Municipalities and utilities are on the front lines when it comes to coping with the impacts of climate change. This initiative was a response to communities’ need to have relevant tools and assessment processes to adapt their energy system to climate hazards, reduce the risk associated with prolonged power outages, and respond to emergency situations,  in order to mitigate the social and economic costs to residents and businesses.

Devon was one of twelve Canadian municipalities that worked with QUEST, local utilities, and community stakeholders through workshops, research, and mentoring. With a specific focus on energy, QUEST helped each community better incorporate climate data in planning documents and processes, map vulnerabilities and strengths to specific climate hazards, and prioritize actions and solutions to address identified gaps.

“This project was efficiently delivered by QUEST through their network to bring in great presenters during the two workshops. The workshops also allowed our internal and external stakeholders to provide feedback and learn during the engagement sessions,” said Ray Ralph, Mayor for the Town of Devon. “Thanks to the reports generated by QUEST, we now have an understanding of where our strengths and weaknesses lie and how to better manage them in case of climate emergency.”

The twelve Canadian municipalities that participated in the project include:

  • The City of Charlottetown, the City of Summerside, and the Town of Stratford in PEI
  • The City of Campbellton,  the City of Saint John, the Town of Tracadie, and the Town of Woodstock in New Brunswick
  • The City of Dauphin and the Rural Municipality of Alexander in Manitoba
  • The Town of Cochrane, the Town of Devon, and the Town of Okotoks in Alberta

QUEST has shaped the lessons learned from this on-the-ground work into a set of two resources for communities interested in starting or reviewing their climate adaptation and climate planning strategy and their emergency responses, with a specific lens on energy infrastructure.

The two new publications include: Building Community Resilience: Key Considerations and Lessons Learned from Twelve Canadian Communities and the Community Resilience Mini-Guide.
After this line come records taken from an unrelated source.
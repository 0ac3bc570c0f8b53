//! Namespaces visible to the current caller

use std::collections::BTreeMap;
use std::sync::Arc;

use async_trait::async_trait;
use chrono::{DateTime, Utc};
use k8s_openapi::api::core::v1::Namespace;
use tracing::warn;

#[cfg(test)]
use mockall::automock;

use meshview_common::Error;

use crate::client::IstioClient;

/// Namespace name to creation time
///
/// The creation time is `None` when the API server did not report one.
pub type AccessibleNamespaces = BTreeMap<String, Option<DateTime<Utc>>>;

/// Anything able to report the caller's accessible namespaces
#[cfg_attr(test, automock)]
#[async_trait]
pub trait AccessibleNamespaceSource: Send + Sync {
    /// Namespaces the caller may observe; empty when they cannot be listed
    async fn accessible_namespaces(&self) -> AccessibleNamespaces;
}

/// Namespace queries running as one caller
#[derive(Clone)]
pub struct NamespaceService {
    client: Arc<dyn IstioClient>,
}

impl NamespaceService {
    /// Create a service over the caller's client
    pub fn new(client: Arc<dyn IstioClient>) -> Self {
        Self { client }
    }

    /// Fetch one namespace, failing when the caller cannot see it
    pub async fn get_namespace(&self, name: &str) -> Result<Namespace, Error> {
        self.client.get_namespace(name).await.map_err(|e| {
            if e.is_forbidden() {
                Error::forbidden(format!("Requested namespace [{}] is not accessible.", name))
            } else {
                e
            }
        })
    }
}

#[async_trait]
impl AccessibleNamespaceSource for NamespaceService {
    async fn accessible_namespaces(&self) -> AccessibleNamespaces {
        match self.client.list_namespaces().await {
            Ok(namespaces) => namespaces
                .into_iter()
                .filter_map(|ns| {
                    let created = ns.metadata.creation_timestamp.map(|t| t.0);
                    ns.metadata.name.map(|name| (name, created))
                })
                .collect(),
            Err(e) => {
                warn!(error = %e, "failed to list namespaces, treating none as accessible");
                AccessibleNamespaces::new()
            }
        }
    }
}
“The Municipalities and Utilities Partnering for Community Resilience Initiative has been instrumental in identifying how communities in Canada and their utilities can work better together and adapt energy infrastructure through end-use planning, asset planning, and emergency response during power outages. QUEST is proud to provide the Building Community Resilience Report to inform communities across Canada enabling them to become Smart Energy Communities,” said Tonja Leach, Executive Director at QUEST.

This project is made possible by support from the Federation of Canadian Municipalities (FCM) Municipalities for Climate Innovation Program (MCIP) and Natural Resources Canada. FCM’s  MCIP helps communities to build sustainable and reliable services while tackling climate change and its effects. Learn more about MCIP.
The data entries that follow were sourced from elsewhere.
//! Response models returned by the config service

use std::collections::BTreeMap;

use serde::{Deserialize, Serialize};

use crate::client::IstioObject;
use crate::resources::ResourceKind;

/// Every Istio configuration object of interest in one namespace
///
/// All collections are present even when a kind was not requested or does
/// not apply, so clients never see missing fields.
#[derive(Debug, Clone, Default, Serialize, Deserialize)]
#[serde(rename_all = "camelCase")]
pub struct IstioConfigList {
    /// Namespace the list was built for
    pub namespace: String,
    pub gateways: Vec<IstioObject>,
    pub virtual_services: Vec<IstioObject>,
    pub destination_rules: Vec<IstioObject>,
    pub service_entries: Vec<IstioObject>,
    pub rules: Vec<IstioObject>,
    pub adapters: Vec<IstioObject>,
    pub templates: Vec<IstioObject>,
    pub quota_specs: Vec<IstioObject>,
    pub quota_spec_bindings: Vec<IstioObject>,
    pub policies: Vec<IstioObject>,
    pub mesh_policies: Vec<IstioObject>,
    pub service_mesh_policies: Vec<IstioObject>,
    pub cluster_rbac_configs: Vec<IstioObject>,
    pub rbac_configs: Vec<IstioObject>,
    pub service_mesh_rbac_configs: Vec<IstioObject>,
    pub sidecars: Vec<IstioObject>,
    pub service_roles: Vec<IstioObject>,
    pub service_role_bindings: Vec<IstioObject>,
    pub authorization_policies: Vec<IstioObject>,
    pub peer_authentications: Vec<IstioObject>,
    pub workload_entries: Vec<IstioObject>,
    pub request_authentications: Vec<IstioObject>,
    pub envoy_filters: Vec<IstioObject>,
    pub attribute_manifests: Vec<IstioObject>,
    pub http_api_spec_bindings: Vec<IstioObject>,
    pub http_api_specs: Vec<IstioObject>,
}

impl IstioConfigList {
    /// An empty list for `namespace`
    pub fn new(namespace: impl Into<String>) -> Self {
        Self {
            namespace: namespace.into(),
            ..Default::default()
        }
    }

    /// Objects of one kind
    pub fn items(&self, kind: ResourceKind) -> &[IstioObject] {
        match kind {
            ResourceKind::Gateways => &self.gateways,
            ResourceKind::VirtualServices => &self.virtual_services,
            ResourceKind::DestinationRules => &self.destination_rules,
            ResourceKind::ServiceEntries => &self.service_entries,
            ResourceKind::Rules => &self.rules,
            ResourceKind::Adapters => &self.adapters,
            ResourceKind::Templates => &self.templates,
            ResourceKind::QuotaSpecs => &self.quota_specs,
            ResourceKind::QuotaSpecBindings => &self.quota_spec_bindings,
            ResourceKind::Policies => &self.policies,
            ResourceKind::MeshPolicies => &self.mesh_policies,
            ResourceKind::ServiceMeshPolicies => &self.service_mesh_policies,
            ResourceKind::ClusterRbacConfigs => &self.cluster_rbac_configs,
            ResourceKind::RbacConfigs => &self.rbac_configs,
            ResourceKind::ServiceMeshRbacConfigs => &self.service_mesh_rbac_configs,
            ResourceKind::Sidecars => &self.sidecars,
            ResourceKind::ServiceRoles => &self.service_roles,
            ResourceKind::ServiceRoleBindings => &self.service_role_bindings,
            ResourceKind::AuthorizationPolicies => &self.authorization_policies,
            ResourceKind::PeerAuthentications => &self.peer_authentications,
            ResourceKind::WorkloadEntries => &self.workload_entries,
            ResourceKind::RequestAuthentications => &self.request_authentications,
            ResourceKind::EnvoyFilters => &self.envoy_filters,
            ResourceKind::AttributeManifests => &self.attribute_manifests,
            ResourceKind::HttpApiSpecBindings => &self.http_api_spec_bindings,
            ResourceKind::HttpApiSpecs => &self.http_api_specs,
        }
    }

    /// Mutable collection for one kind
    pub fn items_mut(&mut self, kind: ResourceKind) -> &mut Vec<IstioObject> {
        match kind {
            ResourceKind::Gateways => &mut self.gateways,
            ResourceKind::VirtualServices => &mut self.virtual_services,
            ResourceKind::DestinationRules => &mut self.destination_rules,
            ResourceKind::ServiceEntries => &mut self.service_entries,
            ResourceKind::Rules => &mut self.rules,
            ResourceKind::Adapters => &mut self.adapters,
            ResourceKind::Templates => &mut self.templates,
            ResourceKind::QuotaSpecs => &mut self.quota_specs,
            ResourceKind::QuotaSpecBindings => &mut self.quota_spec_bindings,
            ResourceKind::Policies => &mut self.policies,
            ResourceKind::MeshPolicies => &mut self.mesh_policies,
            ResourceKind::ServiceMeshPolicies => &mut self.service_mesh_policies,
            ResourceKind::ClusterRbacConfigs => &mut self.cluster_rbac_configs,
            ResourceKind::RbacConfigs => &mut self.rbac_configs,
            ResourceKind::ServiceMeshRbacConfigs => &mut self.service_mesh_rbac_configs,
            ResourceKind::Sidecars => &mut self.sidecars,
            ResourceKind::ServiceRoles => &mut self.service_roles,
            ResourceKind::ServiceRoleBindings => &mut self.service_role_bindings,
            ResourceKind::AuthorizationPolicies => &mut self.authorization_policies,
            ResourceKind::PeerAuthentications => &mut self.peer_authentications,
            ResourceKind::WorkloadEntries => &mut self.workload_entries,
            ResourceKind::RequestAuthentications => &mut self.request_authentications,
            ResourceKind::EnvoyFilters => &mut self.envoy_filters,
            ResourceKind::AttributeManifests => &mut self.attribute_manifests,
            ResourceKind::HttpApiSpecBindings => &mut self.http_api_spec_bindings,
            ResourceKind::HttpApiSpecs => &mut self.http_api_specs,
        }
    }

    /// Total number of objects across all kinds
    pub fn len(&self) -> usize {
        crate::resources::ALL_RESOURCE_KINDS
            .iter()
            .map(|k| self.items(*k).len())
            .sum()
    }

    /// Whether no objects were found
    pub fn is_empty(&self) -> bool {
        self.len() == 0
    }
}

/// What the caller may do with a kind in a namespace
#[derive(Debug, Clone, Copy, Default, PartialEq, Eq, Serialize, Deserialize)]
pub struct ResourcePermissions {
    /// May create new objects
    pub create: bool,
    /// May update or patch existing objects
    pub update: bool,
    /// May delete objects
    pub delete: bool,
}

/// One object plus the caller's permissions on its kind
#[derive(Debug, Clone, Serialize, Deserialize)]
#[serde(rename_all = "camelCase")]
pub struct IstioConfigDetails {
    /// Namespace of the object
    pub namespace: String,
    /// Resource type plural the object was requested as
    pub object_type: String,
    /// The object; absent for cluster-wide kinds outside the Istio namespace
    pub object: Option<IstioObject>,
    /// Caller permissions on the object's kind
    pub permissions: ResourcePermissions,
}

impl IstioConfigDetails {
    /// Details with no object and no permissions
    pub fn new(namespace: impl Into<String>, object_type: impl Into<String>) -> Self {
        Self {
            namespace: namespace.into(),
            object_type: object_type.into(),
            object: None,
            permissions: ResourcePermissions::default(),
        }
    }
}

/// Permissions per resource type plural
pub type ResourcesPermissions = BTreeMap<String, ResourcePermissions>;

/// Permissions per namespace, then per resource type plural
pub type IstioConfigPermissions = BTreeMap<String, ResourcesPermissions>;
To learn more, visit the project webpage or join the upcoming webinar where QUEST will present key insights from the Building Community Resilience report, on Thursday, February, 20th, 2020 at 12:30 PM AT / 11:30 AM EST / 9:30 AM MST​.
Register now.

ABOUT QUEST

QUEST is a national non-government organization that works to accelerate the adoption of efficient and integrated community-scale energy systems in Canada by informing, inspiring, and connecting decision-makers. The organization commissions research, communicates best practices, convenes government, utility, and private-sector leaders, and works directly with local authorities to implement on-the-ground solutions. QUEST recognizes communities that have embraced these principles by referring to them as Smart Energy Communities.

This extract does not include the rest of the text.